【プロの眼】戦場のプロ 傭兵・高部正樹
第3回 戦場超える過酷さ?
収支赤字のお金事情
前回までは、1980年代後半にソビエト連邦と紛争中だったアフガニスタンに渡り、実戦に生まれて初めて参加した経緯を語りました。今回からは傭兵に関するさまざまなテーマを紹介します。まずは、傭兵がもらえる報酬や他の収入、懐事情といった「お金」にまつわるエピソード。そして、過酷さや危険の中で求める「やりがい」についてです。
帰国時は警備会社で内勤のアルバイト。夜は飲食店でも働いた(筆者提供)
まず、私が傭兵として世界各地で得てきた報酬について。初めてもらったアフガニスタンの報酬の受け渡しは、まるで山賊のようでした。戦闘後に数人単位でパキスタンに帰る際、指揮官クラスの人が大きなバッグに手を突っ込み、わしづかみにした札束を順番に手渡すのです。
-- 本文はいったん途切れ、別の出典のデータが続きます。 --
//! LUMEN SQL - Structured Path
//!
//! The relational store seam, its SQLite adapter, natural-language to SQL
//! synthesis, and the bounded, failure-isolated statement executor.

use async_trait::async_trait;
use lumen_core::{Dataset, LumenResult, MutationAck};

pub mod batch;
pub mod executor;
pub mod schema;
pub mod sqlite;
pub mod synthesizer;

pub use batch::StatementBatch;
pub use executor::StructuredQueryExecutor;
pub use sqlite::SqliteStore;
pub use synthesizer::StructuredQuerySynthesizer;

/// A relational store that executes raw statement text.
///
/// Every `execute` is committed before it returns; there is no batch-level
/// transaction.
#[async_trait]
pub trait RelationalStore: Send + Sync {
    /// Run a data-mutation statement and commit it.
    async fn execute(&self, statement: &str) -> LumenResult<MutationAck>;

    /// Run a retrieval statement and materialize the full result set.
    async fn query(&self, statement: &str) -> LumenResult<Dataset>;

    /// Cheap round trip proving the store answers.
    async fn ping(&self) -> LumenResult<()>;
}
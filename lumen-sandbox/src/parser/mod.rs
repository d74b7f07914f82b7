//! Parser for the sandbox script language

pub mod ast;
pub mod parser;

pub use ast::*;
pub use parser::*;
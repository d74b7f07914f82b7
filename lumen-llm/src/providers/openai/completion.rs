//! OpenAI chat completion provider

use super::client::OpenAIClient;
use super::types::{ChatRequest, ChatResponse, Message};
use crate::providers::invalid_response;
use crate::{CompletionProvider, CompletionRequest};
use async_trait::async_trait;
use lumen_core::LumenResult;

/// Chat completion provider using GPT models.
pub struct OpenAICompletionProvider {
    client: OpenAIClient,
    model: String,
}

impl OpenAICompletionProvider {
    /// # Arguments
    /// * `api_key` - OpenAI API key
    /// * `model` - Model name (e.g., "gpt-4o-mini", "gpt-4o")
    pub fn new(api_key: impl Into<String>, model: impl Into<String>) -> Self {
        Self::with_client(OpenAIClient::new(api_key, 60), model)
    }

    pub fn with_client(client: OpenAIClient, model: impl Into<String>) -> Self {
        Self {
            client,
            model: model.into(),
        }
    }

    fn to_wire(&self, request: &CompletionRequest) -> ChatRequest {
        ChatRequest {
            model: self.model.clone(),
            messages: request
                .messages
                .iter()
                .map(|m| Message {
                    role: m.role.as_str().to_string(),
                    content: Some(m.content.clone()),
                })
                .collect(),
            max_tokens: request.max_tokens,
            temperature: request.temperature,
        }
    }
}

#[async_trait]
impl CompletionProvider for OpenAICompletionProvider {
    async fn complete(&self, request: &CompletionRequest) -> LumenResult<String> {
        let body = self.to_wire(request);
        let response: ChatResponse = self.client.request("chat/completions", &body).await?;

        response
            .choices
            .into_iter()
            .next()
            .and_then(|choice| choice.message.content)
            .ok_or_else(|| invalid_response("openai", "No completion in response"))
    }

    fn provider_id(&self) -> &str {
        "openai"
    }
}

impl std::fmt::Debug for OpenAICompletionProvider {
    fn fmt(&self, f: &mut std::fmt::Formatter<'_>) -> std::fmt::Result {
        f.debug_struct("OpenAICompletionProvider")
            .field("model", &self.model)
            .field("client", &self.client)
            .finish()
    }
}
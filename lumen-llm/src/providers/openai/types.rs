//! OpenAI API request and response types

use serde::{Deserialize, Serialize};

// ============================================================================
// EMBEDDING TYPES
// ============================================================================

#[derive(Debug, Clone, Serialize)]
pub struct EmbeddingRequest {
    pub model: String,
    pub input: Vec<String>,
    #[serde(skip_serializing_if = "Option::is_none")]
    pub dimensions: Option<i32>,
}

#[derive(Debug, Clone, Deserialize)]
pub struct EmbeddingResponse {
    pub data: Vec<EmbeddingData>,
}

#[derive(Debug, Clone, Deserialize)]
pub struct EmbeddingData {
    pub embedding: Vec<f32>,
    pub index: usize,
}

// ============================================================================
// CHAT TYPES
// ============================================================================

#[derive(Debug, Clone, Serialize)]
pub struct ChatRequest {
    pub model: String,
    pub messages: Vec<Message>,
    #[serde(skip_serializing_if = "Option::is_none")]
    pub max_tokens: Option<u32>,
    pub temperature: f32,
}

#[derive(Debug, Clone, Serialize, Deserialize)]
pub struct Message {
    pub role: String,
    #[serde(default)]
    pub content: Option<String>,
}

#[derive(Debug, Clone, Deserialize)]
pub struct ChatResponse {
    pub choices: Vec<Choice>,
}

#[derive(Debug, Clone, Deserialize)]
pub struct Choice {
    pub message: Message,
    #[serde(default)]
    pub finish_reason: Option<String>,
}

// ============================================================================
// ERRORS
// ============================================================================

#[derive(Debug, Clone, Deserialize)]
pub struct ApiError {
    pub error: ErrorDetail,
}

#[derive(Debug, Clone, Deserialize)]
pub struct ErrorDetail {
    pub message: String,
    #[serde(default)]
    pub code: Option<String>,
}
//! Transformation and visualization script synthesis
//!
//! Asks the completion service for a script in the sandbox language. With a
//! dataset the script works on `df`; with documents only, the answer is
//! confined to the retrieved text and written as `#` commentary.

use lumen_core::{ArtifactKind, Dataset, GeneratedArtifact, LlmConfig, Request, SemanticContext};
use lumen_llm::{CompletionClient, CompletionRequest, PromptBuilder};

/// Phrase the model must use when the documents do not hold the answer.
pub const NOT_IN_DOCUMENTS: &str = "Cette information n'est pas disponible dans les documents";

const LANGUAGE_GUIDE: &str = "LANGAGE DU SCRIPT (pas de Python, pas d'import) :
- Commentaires `#`, affectations `nom = expr`, `if cond { ... } else { ... }`, `for x in liste { ... }`.
- Opérateurs `+ - * / %`, comparaisons, `and`, `or`, `not`, listes `[a, b]`, indexation `valeur[i]` et `table[\"colonne\"]`.
- `df` est la table de données (lecture seule). Opérations de table :
  fillna(valeur, column=), dropna(column=), count_by(col), sum_by(col, valeurs), mean_by(col, valeurs),
  sort_by(col, ascending=), head(n), select(cols), filter_eq(col, valeur), column(col), columns, is_empty(), len().
- `plt` est la figure. Opérations : figure(width=, height=), bar(x, y) ou bar(table), barh, line, scatter,
  pie(valeurs, labels=), title, xlabel, ylabel, text(message) ou text(x, y, message), legend().
- Fonctions : len, sum, mean, min, max, round, str, range.

Exemple :
counts = df.fillna(\"Non renseigné\").count_by(\"Secteur d'activité\")
plt.figure(width=12, height=6)
plt.bar(counts[\"Secteur d'activité\"], counts[\"count\"])
plt.title(\"Nombre de contacts par secteur\")";

const DATASET_RULES: &str = "CONSIGNES :
- Gère les valeurs manquantes avec fillna ou dropna.
- Vérifie que les données ne sont pas vides avec df.is_empty() et affiche un message avec plt.text sinon.
- Utilise une couleur différente par catégorie.
- Ajoute un titre, des libellés d'axes et une légende si utile.
- Choisis le type de graphique le plus adapté à la demande.";

const DATASET_OUTPUT: &str = "Ne retourne que le script, sans explication ni balises.";

const DOCUMENT_SYSTEM: &str = "Tu es un assistant RAG. Tu réponds UNIQUEMENT à partir des documents fournis, sans utiliser de connaissances externes.";

const DOCUMENT_RULES: &str = "CONSIGNES STRICTES :
- Réponds UNIQUEMENT avec les informations présentes dans les documents ci-dessus.
- Si la réponse n'y figure pas, écris exactement : \"Cette information n'est pas disponible dans les documents\".
- Écris la réponse sous forme de lignes de commentaire `#`, en commençant par `# === RÉPONSE BASÉE SUR LES DOCUMENTS ===`.";

const DOCUMENT_OUTPUT: &str = "Ne retourne que les lignes de commentaire, sans balises.";

/// Canned answer used when retrieval produced nothing to ground on.
pub fn refusal_text(request_text: &str) -> String {
    format!(
        "# Je n'ai pas trouvé d'informations sur '{request_text}' dans les documents uploadés.\n\
         # Veuillez vérifier que les documents pertinents ont été ajoutés à la base documentaire."
    )
}

/// Commentary carrying a completion failure.
pub fn error_commentary(message: &str) -> String {
    format!("# Erreur lors de la génération : {message}")
}

/// Output of one synthesis attempt. `failure` is set when the completion
/// call failed; the artifact then holds the error as commentary.
#[derive(Debug, Clone, PartialEq)]
pub struct CodeSynthesis {
    pub artifact: GeneratedArtifact,
    pub failure: Option<String>,
}

impl CodeSynthesis {
    fn ok(artifact: GeneratedArtifact) -> Self {
        Self {
            artifact,
            failure: None,
        }
    }

    /// True when the artifact is a script worth running.
    pub fn is_runnable(&self) -> bool {
        self.failure.is_none() && self.artifact.kind == ArtifactKind::Transformation
    }
}

/// Which prompt a synthesis call uses.
#[derive(Debug, Clone, Copy)]
enum Mode<'a> {
    Dataset(&'a Dataset, Option<&'a SemanticContext>),
    Documents(&'a SemanticContext),
}

fn select_mode<'a>(
    dataset: Option<&'a Dataset>,
    context: Option<&'a SemanticContext>,
) -> Option<Mode<'a>> {
    match (dataset, context) {
        (Some(ds), ctx) if !ds.is_empty() => Some(Mode::Dataset(ds, ctx)),
        (_, Some(ctx)) => Some(Mode::Documents(ctx)),
        (Some(ds), None) => Some(Mode::Dataset(ds, None)),
        (None, None) => None,
    }
}

/// Builds transformation scripts from a dataset and/or semantic context.
#[derive(Debug, Clone)]
pub struct TransformationSynthesizer {
    client: CompletionClient,
    config: LlmConfig,
}

impl TransformationSynthesizer {
    pub fn new(client: CompletionClient, config: LlmConfig) -> Self {
        Self { client, config }
    }

    pub fn dataset_prompt(
        &self,
        request: &Request,
        dataset: &Dataset,
        context: Option<&SemanticContext>,
    ) -> String {
        let mut builder = PromptBuilder::new()
            .instructions("Tu es un expert en visualisation de données. Écris un script qui répond à la demande à partir de la table `df`.")
            .instructions(LANGUAGE_GUIDE)
            .data(dataset, self.config.preview_rows);
        if let Some(context) = context.filter(|c| !c.is_sentinel()) {
            builder = builder.documents(context);
        }
        builder
            .instructions(DATASET_RULES)
            .request(request.text.clone())
            .output(DATASET_OUTPUT)
            .build()
    }

    pub fn document_prompt(&self, request: &Request, context: &SemanticContext) -> String {
        PromptBuilder::new()
            .instructions(LANGUAGE_GUIDE)
            .documents(context)
            .request(request.text.clone())
            .instructions(DOCUMENT_RULES)
            .output(DOCUMENT_OUTPUT)
            .build()
    }

    /// `None` when there is neither a dataset nor a semantic context.
    ///
    /// A non-empty dataset takes priority over documents. A `NoDocuments` or
    /// `Unavailable` context alone yields a refusal without any completion
    /// call.
    pub async fn synthesize(
        &self,
        request: &Request,
        dataset: Option<&Dataset>,
        context: Option<&SemanticContext>,
    ) -> Option<CodeSynthesis> {
        let (prompt, system) = match select_mode(dataset, context)? {
            Mode::Dataset(ds, ctx) => (self.dataset_prompt(request, ds, ctx), None),
            Mode::Documents(ctx) if ctx.is_sentinel() => {
                tracing::info!("No usable documents, answering with a refusal");
                return Some(CodeSynthesis::ok(GeneratedArtifact::refusal(refusal_text(
                    &request.text,
                ))));
            }
            Mode::Documents(ctx) => (self.document_prompt(request, ctx), Some(DOCUMENT_SYSTEM)),
        };

        let mut completion = CompletionRequest::prompt(prompt.clone(), self.config.codegen_temperature)
            .with_max_tokens(self.config.codegen_max_tokens);
        if let Some(system) = system {
            completion = completion.with_system(system);
        }

        Some(match self.client.complete(&completion).await {
            Ok(code) => CodeSynthesis::ok(GeneratedArtifact::new(
                ArtifactKind::Transformation,
                code,
                prompt,
            )),
            Err(e) => {
                tracing::warn!(error = %e, "Script synthesis failed");
                let message = e.to_string();
                CodeSynthesis {
                    artifact: GeneratedArtifact::new(
                        ArtifactKind::Transformation,
                        error_commentary(&message),
                        prompt,
                    ),
                    failure: Some(message),
                }
            }
        })
    }
}

// ============================================================================
// TESTS
// ============================================================================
いちいち数えもしません。
一見、すごい量の札束で大金のようですが、現地通貨のアフガニは日本円ならわずか8,000円足らず。1カ月いようが2カ月いようが関係なく、金額はいつも同じひとつかみ。見事な丼勘定です。
現金での支給は助かりますが、当時のパキスタンではアフガニの両替は嫌がられました。しかし、外国人の私がアフガン国内でお金を使う機会はないし、日本に持ち帰っても役に立ちません。そこでいっそ、仲間に配ってしまうのが常でした。
後日談もあります。十数年後、東京の催しで古銭や世界のお金を扱うブースをのぞいた際、かつて支給されたのと同じアフガニ紙幣が並んでいたのです。ほんの数枚の紙幣に数千円の値が付いていて、本当に驚きました。
一方、90年に参加したミャンマーのカレン軍(反政府軍)は、例外なく全員無給でした。ただ、そこに集う外国人兵士は、貧しい少数民族から報酬を得ようとは誰も思っていませんので、無報酬でも問題ありませんでした。
94年のボスニアは、名前・認識番号・金額などが書かれた紙を受け取り、銀行で換金するシステム。指定銀行に設けた口座に振り込まれるのですが、われわれ外国人は必ず全額引き出しました。傭兵のほとんどは世界各地を転戦してきた猛者たちで、戦時中の国の銀行など全く信用していませんでした。
アフガン参加時、報酬を渡してくれた長老(右、筆者提供)
窓口で必ず聞かれたのが、クロアチア・ディナールとドイツ・マルクのどちらで欲しいか(私はクロアチア勢力に参加)。実に悩ましい問題で、当時の欧州最強の通貨だったマルクで欲しいのが本音ですが、駐留はボスニアの片田舎でマルクの使い勝手はよくありません。
逆にディナールは普通に使えますが、通貨として弱い上に紛争国はいつどうなるか分かりません。みんな悩んだ末、近く出国予定がある時はマルク、そうでない時はディナールでもらうようにしていました。
通貨変更でパニック
報酬が全て紙くずに
94年春、懸念は現実になりました。クロアチア政府が通貨変更をいきなり決定。ディナールは5月末までに「クーナ」に両替しないと使えなくなるといい、まさに寝耳に水です。部隊のほとんどは、報酬全額をディナールの現金で持っていました。運の悪いことに、両替する間もなく命令が下り、最前線に配置されてしまいます。しかも、いつもなら2週間もすれば後方にいったん戻れるはずが、こんな時に限ってなかなか戻れません。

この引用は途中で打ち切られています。